Geologia

La falesia del Colle San Bartolo mette in mostra, nei suoi 200 metri di altezza, una successione di strati sedimentari che si sono depositati tra i 10 ed i 6 milioni di anni fa, nel periodo che i geologi chiamano "Messiniano", quando la geografia della penisola italiana, ancora in formazione, era molto diversa da quella attuale.
Ed il San Bartolo, è bene saperlo, rappresenta una delle più complete sezioni del Messiniano in Italia: merito del mare che, come una vigorosa accettata, ha tagliato quella che era una tranquilla collina nord-marchigiana.
Dal punto di vista stratigrafico, a partire dagli strati più bassi, troviamo la Formazione dello Schlier, ben visibile sotto "la Croce" (Monte Castellaro), con le sue marne ed argille cineree alle quali si alternano alcuni livelli di marne bituminose nerastre ("peliti eusiniche").
Segue la Formazione Gessoso-Solfifera, ad iniziare dai caratteristici livelli di Calcare evaporitico, di colore variegato (dal biancastro al beige - marrone) di aspetto "cariato" dolomitico, dal caratteristico odore di idrocarburi, ove è possibile rinvenire con un po' di fortuna cristalli di Zolfo e Celestina.
Molto più frequente il Gesso presente in bellissimi cristalli della varietà Selenite ed aggregati fibrosi di Sericolite.
Seguono marne argillose tripolacee, di colore beige - avana, fittamente stratificate, ricche di fossili.

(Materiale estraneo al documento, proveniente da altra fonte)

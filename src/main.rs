//! CLI entry point for the bundlex tool.

use std::time::Duration;

use anyhow::{Context, Result, bail};
use bundlex_core::{
    CallScope, ClientConfig, DownloadRequest, ExchangeClient, ExtractionPolicy, ProcessStatus,
    UploadOptions, UploadSpec,
};
use clap::Parser;
use serde_json::Value;
use tracing::{debug, info, warn};

mod cli;

use cli::{Args, Command, field_map};

#[tokio::main]
async fn main() -> Result<()> {
    // Parse CLI arguments first (before tracing, so --help works without logs)
    let args = Args::parse();

    // Priority: RUST_LOG env var > quiet flag > verbose flag > default (info)
    let default_level = if args.quiet {
        "error"
    } else {
        match args.verbose {
            0 => "info",
            1 => "debug",
            _ => "trace",
        }
    };

    let filter = tracing_subscriber::EnvFilter::try_from_default_env()
        .unwrap_or_else(|_| tracing_subscriber::EnvFilter::new(default_level));

    tracing_subscriber::fmt()
        .with_env_filter(filter)
        .with_writer(std::io::stderr)
        .init();

    debug!(command = ?args.command, "CLI arguments parsed");

    let mut builder = ClientConfig::builder(&args.token, &args.project_id)
        .http_timeout_secs(args.timeout)
        .max_retries(i64::from(args.max_retries));
    if let Some(base_url) = &args.base_url {
        builder = builder.base_url(base_url);
    }
    let config = builder.build().context("invalid client configuration")?;
    info!(project_id = config.project_id(), base_url = %config.base_url(), "bundlex starting");

    let client = ExchangeClient::new(config)?;

    // Ctrl-C cancels every in-flight request, poll and extraction.
    let scope = CallScope::new();
    let interrupt = scope.clone();
    tokio::spawn(async move {
        if tokio::signal::ctrl_c().await.is_ok() {
            warn!("interrupted, cancelling");
            interrupt.cancel();
        }
    });

    match args.command {
        Command::Upload {
            file,
            lang_iso,
            fields,
            poll,
        } => {
            let mut spec = UploadSpec::from_file(file);
            if let Some(lang_iso) = lang_iso {
                spec = spec.field("lang_iso", lang_iso);
            }
            for (key, value) in fields {
                spec = spec.field(key, value);
            }
            let options = UploadOptions {
                poll_budget: (poll > 0).then(|| Duration::from_secs(poll)),
            };

            let process = client.upload(&scope, &spec, options).await?;
            println!("process_id={}", process.id);
            println!("status={}", process.status);
            if process.status == ProcessStatus::Failed {
                bail!("import process {} failed", process.id);
            }
        }
        Command::Download {
            dest,
            format,
            fields,
            async_export,
            poll,
            allow_symlinks,
            preserve_mtime,
        } => {
            let mut params = field_map(&fields);
            params.insert("format".to_string(), Value::String(format));
            let mut request = DownloadRequest::new(params);
            if async_export {
                request = request.asynchronous(Duration::from_secs(poll));
            }
            let policy = ExtractionPolicy {
                allow_symlinks,
                preserve_mtime,
                ..ExtractionPolicy::default()
            };

            let outcome = client.download(&scope, &request, &dest, &policy).await?;
            let report = outcome.report;
            info!(
                files = report.files,
                directories = report.directories,
                symlinks = report.symlinks,
                skipped = report.skipped,
                bytes = report.bytes,
                "Bundle extracted"
            );
            let mut shown = outcome.bundle_url;
            shown.set_query(None);
            println!("bundle_url={shown}");
            println!("files={}", report.files);
            println!("bytes={}", report.bytes);
        }
    }

    Ok(())
}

Visto che le prime due formazioni affiorano solamente in alcune località, ove l'erosione marina ha messo a nudo il nucleo della piega anticlinale, gran parte della falesia è stata intagliata nella soprastante Formazione di San Donato, caratterizzata da una alternanza di argille marnose grigiastre prevalenti, e livelli di arenarie grigio - beige, in strati di spessore decimetrico, a tratti anche molto più spessi.

Questa formazione, che costituisce pertanto l'ossatura fondamentale del rilievo collinare del San Bartolo, ha uno spessore qui ridotto a soli 180 - 200 metri, segno che ci troviamo in prossimità di un alto - fondo del mare Messiniano, ove correnti e frane sottomarine impedivano un forte accumulo sedimentario.
Esternamente alla falesia (versante sud - ovest della dorsale collinare) o nelle parti più elevate del San Bartolo, ( ad esempio zona Faro - Imperiale) affiora l'ultima e più recente formazione marina dell'area: la Formazione a Colombacci, che costituisce il familiare "tufo" giallastro delle colline pesaresi.
Si tratta in realtà di arenarie, di colore giallastro - ocraceo, alternate a sottili livelli di marne beige - avana.
I misteriosi "Colombacci" sono dei caratteristici sottili livelli di calcare evaporitico, di colore bianco - beige, lievemente marnosi e fragili, che si formavano ciclicamente quando la marea quasi lambiva le sabbie del fondale, in un vasto bacino lagunare, più simile ad un lago che al mare.
Alle porte del pliocene, questo mondo fatto di isole boscose, stretti bracci di mare, torrenti e lagune viene sommerso nella imponente "trasgressione Pliocenica".
Il mare si inabissa di molte centinaia di metri, il clima, prima nettamente sub - tropicale diventa più fresco.
Finisce il Messiniano e da qualche parte, lontano nel continente africano, nel quale la penisola italiana si incastona, muovono i primi incerti passi i primissimi antenati dell'Uomo.